• PROBLEM: Among the records below, which lines contain the string "UnwindSpec"? Report them.

• GIVEN DATA:
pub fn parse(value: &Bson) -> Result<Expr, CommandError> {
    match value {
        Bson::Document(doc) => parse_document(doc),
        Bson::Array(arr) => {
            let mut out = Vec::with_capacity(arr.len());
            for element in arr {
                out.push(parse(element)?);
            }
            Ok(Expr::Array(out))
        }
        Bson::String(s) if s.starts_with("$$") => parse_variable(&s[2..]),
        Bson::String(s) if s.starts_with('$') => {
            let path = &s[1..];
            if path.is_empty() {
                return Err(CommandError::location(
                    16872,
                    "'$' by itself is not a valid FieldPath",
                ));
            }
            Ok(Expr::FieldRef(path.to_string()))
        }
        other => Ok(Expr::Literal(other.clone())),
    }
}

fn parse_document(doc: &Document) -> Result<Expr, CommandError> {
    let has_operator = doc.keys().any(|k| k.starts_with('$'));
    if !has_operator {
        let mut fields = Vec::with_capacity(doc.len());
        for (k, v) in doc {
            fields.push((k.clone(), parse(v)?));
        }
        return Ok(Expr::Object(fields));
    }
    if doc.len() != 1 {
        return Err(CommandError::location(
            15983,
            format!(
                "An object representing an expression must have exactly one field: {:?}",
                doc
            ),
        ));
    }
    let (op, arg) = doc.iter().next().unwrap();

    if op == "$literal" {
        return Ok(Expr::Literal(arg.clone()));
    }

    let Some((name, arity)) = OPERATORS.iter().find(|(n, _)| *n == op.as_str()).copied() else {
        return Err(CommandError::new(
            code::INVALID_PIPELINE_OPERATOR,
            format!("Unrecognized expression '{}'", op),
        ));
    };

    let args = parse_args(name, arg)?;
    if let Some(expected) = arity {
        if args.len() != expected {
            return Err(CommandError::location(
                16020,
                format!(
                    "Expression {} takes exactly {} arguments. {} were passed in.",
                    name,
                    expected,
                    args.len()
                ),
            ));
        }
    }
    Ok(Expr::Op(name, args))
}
---
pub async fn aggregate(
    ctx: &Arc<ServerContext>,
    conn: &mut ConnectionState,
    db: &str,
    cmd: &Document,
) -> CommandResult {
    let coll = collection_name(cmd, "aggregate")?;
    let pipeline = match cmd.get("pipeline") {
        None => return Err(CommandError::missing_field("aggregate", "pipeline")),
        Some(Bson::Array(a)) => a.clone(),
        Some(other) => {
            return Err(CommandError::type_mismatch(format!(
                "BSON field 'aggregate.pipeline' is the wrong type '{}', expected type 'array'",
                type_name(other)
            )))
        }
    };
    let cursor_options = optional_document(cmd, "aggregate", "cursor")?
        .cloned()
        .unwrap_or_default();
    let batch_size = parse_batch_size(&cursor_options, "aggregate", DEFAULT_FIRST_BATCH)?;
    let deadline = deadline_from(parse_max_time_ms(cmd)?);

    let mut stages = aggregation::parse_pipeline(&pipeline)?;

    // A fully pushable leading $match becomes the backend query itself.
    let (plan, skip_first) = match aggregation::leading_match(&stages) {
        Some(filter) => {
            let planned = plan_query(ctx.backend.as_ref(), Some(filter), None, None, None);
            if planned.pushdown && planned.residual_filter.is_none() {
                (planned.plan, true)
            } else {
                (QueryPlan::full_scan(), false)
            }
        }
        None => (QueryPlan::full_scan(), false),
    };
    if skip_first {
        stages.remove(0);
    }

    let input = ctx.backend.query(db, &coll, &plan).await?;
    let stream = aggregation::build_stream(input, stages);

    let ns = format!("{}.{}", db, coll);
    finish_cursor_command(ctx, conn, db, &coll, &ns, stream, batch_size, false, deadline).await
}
==
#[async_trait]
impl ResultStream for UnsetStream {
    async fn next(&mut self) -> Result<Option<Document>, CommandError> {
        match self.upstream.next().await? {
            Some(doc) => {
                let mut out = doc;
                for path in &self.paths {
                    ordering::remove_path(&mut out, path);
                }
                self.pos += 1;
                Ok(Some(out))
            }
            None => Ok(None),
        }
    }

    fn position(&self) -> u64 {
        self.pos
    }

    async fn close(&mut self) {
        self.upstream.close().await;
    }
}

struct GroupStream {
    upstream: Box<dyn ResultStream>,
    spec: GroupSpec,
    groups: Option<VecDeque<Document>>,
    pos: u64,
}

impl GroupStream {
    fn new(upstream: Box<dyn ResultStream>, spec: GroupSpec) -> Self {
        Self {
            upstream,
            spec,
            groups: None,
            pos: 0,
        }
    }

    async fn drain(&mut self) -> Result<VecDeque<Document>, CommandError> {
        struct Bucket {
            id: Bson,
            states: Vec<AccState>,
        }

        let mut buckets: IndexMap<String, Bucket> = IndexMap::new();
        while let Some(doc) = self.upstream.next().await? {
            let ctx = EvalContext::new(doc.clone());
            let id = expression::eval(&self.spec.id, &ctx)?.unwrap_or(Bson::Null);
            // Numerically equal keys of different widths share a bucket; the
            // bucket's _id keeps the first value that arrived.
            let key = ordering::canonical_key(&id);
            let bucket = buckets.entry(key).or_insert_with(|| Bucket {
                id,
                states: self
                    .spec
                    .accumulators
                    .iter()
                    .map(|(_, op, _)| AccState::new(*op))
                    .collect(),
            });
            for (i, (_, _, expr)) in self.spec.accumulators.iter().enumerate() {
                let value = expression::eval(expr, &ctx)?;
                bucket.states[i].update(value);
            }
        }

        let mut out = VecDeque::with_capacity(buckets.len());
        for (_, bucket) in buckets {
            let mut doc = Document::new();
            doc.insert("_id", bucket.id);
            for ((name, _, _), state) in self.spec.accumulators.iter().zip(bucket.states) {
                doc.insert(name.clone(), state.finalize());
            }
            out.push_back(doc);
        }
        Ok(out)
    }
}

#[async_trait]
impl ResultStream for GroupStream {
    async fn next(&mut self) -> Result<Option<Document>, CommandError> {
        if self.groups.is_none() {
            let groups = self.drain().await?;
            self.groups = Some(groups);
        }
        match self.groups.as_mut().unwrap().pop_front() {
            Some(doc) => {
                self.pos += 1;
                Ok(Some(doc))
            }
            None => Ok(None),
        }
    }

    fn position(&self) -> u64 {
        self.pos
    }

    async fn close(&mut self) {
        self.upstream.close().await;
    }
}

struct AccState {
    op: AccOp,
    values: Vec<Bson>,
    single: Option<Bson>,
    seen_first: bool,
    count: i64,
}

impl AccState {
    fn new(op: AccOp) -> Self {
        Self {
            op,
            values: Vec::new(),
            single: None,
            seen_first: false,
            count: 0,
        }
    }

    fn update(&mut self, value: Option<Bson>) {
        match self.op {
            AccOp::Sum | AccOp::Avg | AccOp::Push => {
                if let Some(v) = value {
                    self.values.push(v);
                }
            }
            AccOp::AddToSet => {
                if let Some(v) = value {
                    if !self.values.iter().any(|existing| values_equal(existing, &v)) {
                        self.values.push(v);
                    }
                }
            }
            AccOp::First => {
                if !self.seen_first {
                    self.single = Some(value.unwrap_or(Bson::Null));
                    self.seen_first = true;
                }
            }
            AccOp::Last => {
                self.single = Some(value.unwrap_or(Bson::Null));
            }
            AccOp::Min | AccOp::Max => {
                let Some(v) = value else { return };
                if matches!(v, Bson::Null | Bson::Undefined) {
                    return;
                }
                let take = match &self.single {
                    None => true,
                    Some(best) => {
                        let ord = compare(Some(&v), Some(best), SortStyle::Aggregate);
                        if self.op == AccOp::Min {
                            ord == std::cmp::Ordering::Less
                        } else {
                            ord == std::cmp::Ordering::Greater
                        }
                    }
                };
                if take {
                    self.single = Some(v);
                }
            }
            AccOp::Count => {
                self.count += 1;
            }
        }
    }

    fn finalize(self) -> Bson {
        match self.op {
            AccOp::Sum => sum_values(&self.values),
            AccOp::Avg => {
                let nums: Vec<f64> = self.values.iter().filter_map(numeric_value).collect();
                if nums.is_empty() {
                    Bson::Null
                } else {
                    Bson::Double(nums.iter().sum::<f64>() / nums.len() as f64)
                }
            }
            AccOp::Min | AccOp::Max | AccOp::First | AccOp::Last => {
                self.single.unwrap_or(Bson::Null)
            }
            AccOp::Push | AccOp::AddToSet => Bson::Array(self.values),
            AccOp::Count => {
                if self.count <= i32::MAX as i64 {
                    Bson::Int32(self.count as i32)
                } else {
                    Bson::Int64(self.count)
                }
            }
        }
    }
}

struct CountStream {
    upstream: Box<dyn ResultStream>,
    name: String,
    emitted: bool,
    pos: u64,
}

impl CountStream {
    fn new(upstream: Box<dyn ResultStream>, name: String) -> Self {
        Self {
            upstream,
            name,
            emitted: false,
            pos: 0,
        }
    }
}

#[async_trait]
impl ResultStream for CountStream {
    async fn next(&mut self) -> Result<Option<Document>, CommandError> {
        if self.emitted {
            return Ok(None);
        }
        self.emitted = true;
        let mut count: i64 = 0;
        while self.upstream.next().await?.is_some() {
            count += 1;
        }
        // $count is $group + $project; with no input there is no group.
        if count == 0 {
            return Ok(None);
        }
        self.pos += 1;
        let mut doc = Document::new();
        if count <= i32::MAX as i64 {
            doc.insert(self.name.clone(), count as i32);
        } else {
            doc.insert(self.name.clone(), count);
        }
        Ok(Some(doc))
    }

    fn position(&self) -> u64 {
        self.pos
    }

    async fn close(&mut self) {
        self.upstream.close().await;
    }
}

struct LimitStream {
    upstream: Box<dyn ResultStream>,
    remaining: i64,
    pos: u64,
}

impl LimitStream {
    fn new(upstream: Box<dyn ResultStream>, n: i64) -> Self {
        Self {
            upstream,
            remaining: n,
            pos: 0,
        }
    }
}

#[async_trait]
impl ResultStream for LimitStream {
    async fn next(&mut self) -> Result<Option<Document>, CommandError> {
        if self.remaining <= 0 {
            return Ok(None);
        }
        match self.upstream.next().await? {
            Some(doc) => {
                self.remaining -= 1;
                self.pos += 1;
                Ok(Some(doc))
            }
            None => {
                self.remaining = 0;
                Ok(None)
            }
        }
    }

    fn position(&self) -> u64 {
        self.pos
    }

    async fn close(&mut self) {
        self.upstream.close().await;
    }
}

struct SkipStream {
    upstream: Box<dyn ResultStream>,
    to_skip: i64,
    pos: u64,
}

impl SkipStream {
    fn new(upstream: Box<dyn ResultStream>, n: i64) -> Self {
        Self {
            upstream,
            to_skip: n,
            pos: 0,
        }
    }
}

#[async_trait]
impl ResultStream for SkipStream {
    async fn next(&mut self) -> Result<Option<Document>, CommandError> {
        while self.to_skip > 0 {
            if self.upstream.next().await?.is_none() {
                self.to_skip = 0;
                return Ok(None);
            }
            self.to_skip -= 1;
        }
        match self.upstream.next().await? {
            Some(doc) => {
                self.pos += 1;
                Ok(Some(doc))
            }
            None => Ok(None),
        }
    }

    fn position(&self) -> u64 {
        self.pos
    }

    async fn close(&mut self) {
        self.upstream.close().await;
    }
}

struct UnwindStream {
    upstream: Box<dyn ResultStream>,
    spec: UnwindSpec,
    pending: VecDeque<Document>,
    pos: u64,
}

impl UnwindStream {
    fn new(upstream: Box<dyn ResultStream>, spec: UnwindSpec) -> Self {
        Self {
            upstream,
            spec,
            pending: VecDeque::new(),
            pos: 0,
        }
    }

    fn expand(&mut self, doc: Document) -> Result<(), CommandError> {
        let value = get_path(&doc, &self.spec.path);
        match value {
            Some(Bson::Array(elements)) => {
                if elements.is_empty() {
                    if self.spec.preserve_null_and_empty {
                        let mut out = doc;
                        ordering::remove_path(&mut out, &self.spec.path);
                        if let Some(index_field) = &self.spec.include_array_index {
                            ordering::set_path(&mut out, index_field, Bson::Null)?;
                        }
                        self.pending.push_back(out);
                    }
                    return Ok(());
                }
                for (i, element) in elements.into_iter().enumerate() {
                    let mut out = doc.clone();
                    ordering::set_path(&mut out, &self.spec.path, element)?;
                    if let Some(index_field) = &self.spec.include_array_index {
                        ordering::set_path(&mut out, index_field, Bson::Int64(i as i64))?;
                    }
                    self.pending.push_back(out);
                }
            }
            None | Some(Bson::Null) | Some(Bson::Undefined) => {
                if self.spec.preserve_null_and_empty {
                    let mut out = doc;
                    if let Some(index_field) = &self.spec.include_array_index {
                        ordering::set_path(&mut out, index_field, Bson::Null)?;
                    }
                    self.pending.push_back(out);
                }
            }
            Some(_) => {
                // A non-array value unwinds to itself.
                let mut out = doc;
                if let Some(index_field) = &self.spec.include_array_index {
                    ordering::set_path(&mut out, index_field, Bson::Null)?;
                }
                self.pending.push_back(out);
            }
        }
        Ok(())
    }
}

• REPLY TO THE EXERCISE:
    spec: UnwindSpec,
    fn new(upstream: Box<dyn ResultStream>, spec: UnwindSpec) -> Self {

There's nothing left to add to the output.